= Activity =
Pull out of the data below the stretch of lines bounded by the one containing "fn encoded_path_is_url_safe(path in" and the one containing "fn sub_second_elapsed_is_milliseconds(ms in", both bounds included, unchanged.

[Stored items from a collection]
Content starts
//! Property-based tests for qutest
//!
//! These tests use proptest to verify invariants of the harness page and report formatting across many randomly
//! generated inputs.

use std::time::Duration;

use proptest::prelude::*;
use qutest::browser::CoverageSummary;
use qutest::cli::test_runner::format_elapsed;
use qutest::server::page::{encode_path, render};

// =============================================================================
// Harness page properties
// =============================================================================

proptest! {
    /// Property: encoded paths only contain URL-safe characters
    #[test]
    fn encoded_path_is_url_safe(path in "\\PC{0,40}") {
        let encoded = encode_path(&path);
        prop_assert!(encoded.bytes().all(|b| b.is_ascii_alphanumeric() || b"-._~/%".contains(&b)));
    }

    /// Property: plain path segments are left as they are
    #[test]
    fn plain_paths_are_unchanged(path in "[a-z0-9_]{1,8}(/[a-z0-9_.-]{1,8}){0,4}") {
        prop_assert_eq!(encode_path(&path), path);
    }

    /// Property: a test path can never inject markup into the harness page
    #[test]
    fn rendered_page_escapes_path(path in "[a-z/]{0,10}<[a-z\"' ]{0,10}>") {
        let html = render(&path, Some("__qutest_run_end_1"));
        let title = html
            .split_once("<title>")
            .and_then(|(_, rest)| rest.split_once("</title>"))
            .map(|(title, _)| title)
            .unwrap_or_default();
        prop_assert!(!title.contains(['<', '>', '"']));
        prop_assert_eq!(html.matches("<script").count(), 3);
    }
}

// =============================================================================
// Report formatting properties
// =============================================================================

proptest! {
    /// Property: sub-second durations print as whole milliseconds
    #[test]
    fn sub_second_elapsed_is_milliseconds(ms in 1u64..1000, extra_micros in 0u64..1000) {
        let formatted = format_elapsed(Duration::from_millis(ms) + Duration::from_micros(extra_micros));
        prop_assert_eq!(formatted, format!("{ms}ms"));
    }

    /// Property: longer durations never print trailing zeros in the fraction
    #[test]
    fn elapsed_has_no_trailing_fraction_zeros(ms in 1000u64..10_000_000) {
        let formatted = format_elapsed(Duration::from_millis(ms));
        prop_assert!(formatted.ends_with('s'));
        if let Some((_, fraction)) = formatted.trim_end_matches('s').split_once('.') {
            prop_assert!(!fraction.ends_with('0'));
        }
    }

    /// Property: coverage never reports more covered functions than exist
    #[test]
    fn coverage_is_bounded(counts in prop::collection::vec(0i64..5, 0..50)) {
        let summary = CoverageSummary::from_call_counts(counts.clone());
        prop_assert_eq!(summary.total, counts.len());
        prop_assert!(summary.covered <= summary.total);
        prop_assert!((0.0..=100.0).contains(&summary.percent()));
    }
}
Content ends
= Result =
    fn encoded_path_is_url_safe(path in "\\PC{0,40}") {
        let encoded = encode_path(&path);
        prop_assert!(encoded.bytes().all(|b| b.is_ascii_alphanumeric() || b"-._~/%".contains(&b)));
    }

    /// Property: plain path segments are left as they are
    #[test]
    fn plain_paths_are_unchanged(path in "[a-z0-9_]{1,8}(/[a-z0-9_.-]{1,8}){0,4}") {
        prop_assert_eq!(encode_path(&path), path);
    }

    /// Property: a test path can never inject markup into the harness page
    #[test]
    fn rendered_page_escapes_path(path in "[a-z/]{0,10}<[a-z\"' ]{0,10}>") {
        let html = render(&path, Some("__qutest_run_end_1"));
        let title = html
            .split_once("<title>")
            .and_then(|(_, rest)| rest.split_once("</title>"))
            .map(|(title, _)| title)
            .unwrap_or_default();
        prop_assert!(!title.contains(['<', '>', '"']));
        prop_assert_eq!(html.matches("<script").count(), 3);
    }
}

// =============================================================================
// Report formatting properties
// =============================================================================

proptest! {
    /// Property: sub-second durations print as whole milliseconds
    #[test]
    fn sub_second_elapsed_is_milliseconds(ms in 1u64..1000, extra_micros in 0u64..1000) {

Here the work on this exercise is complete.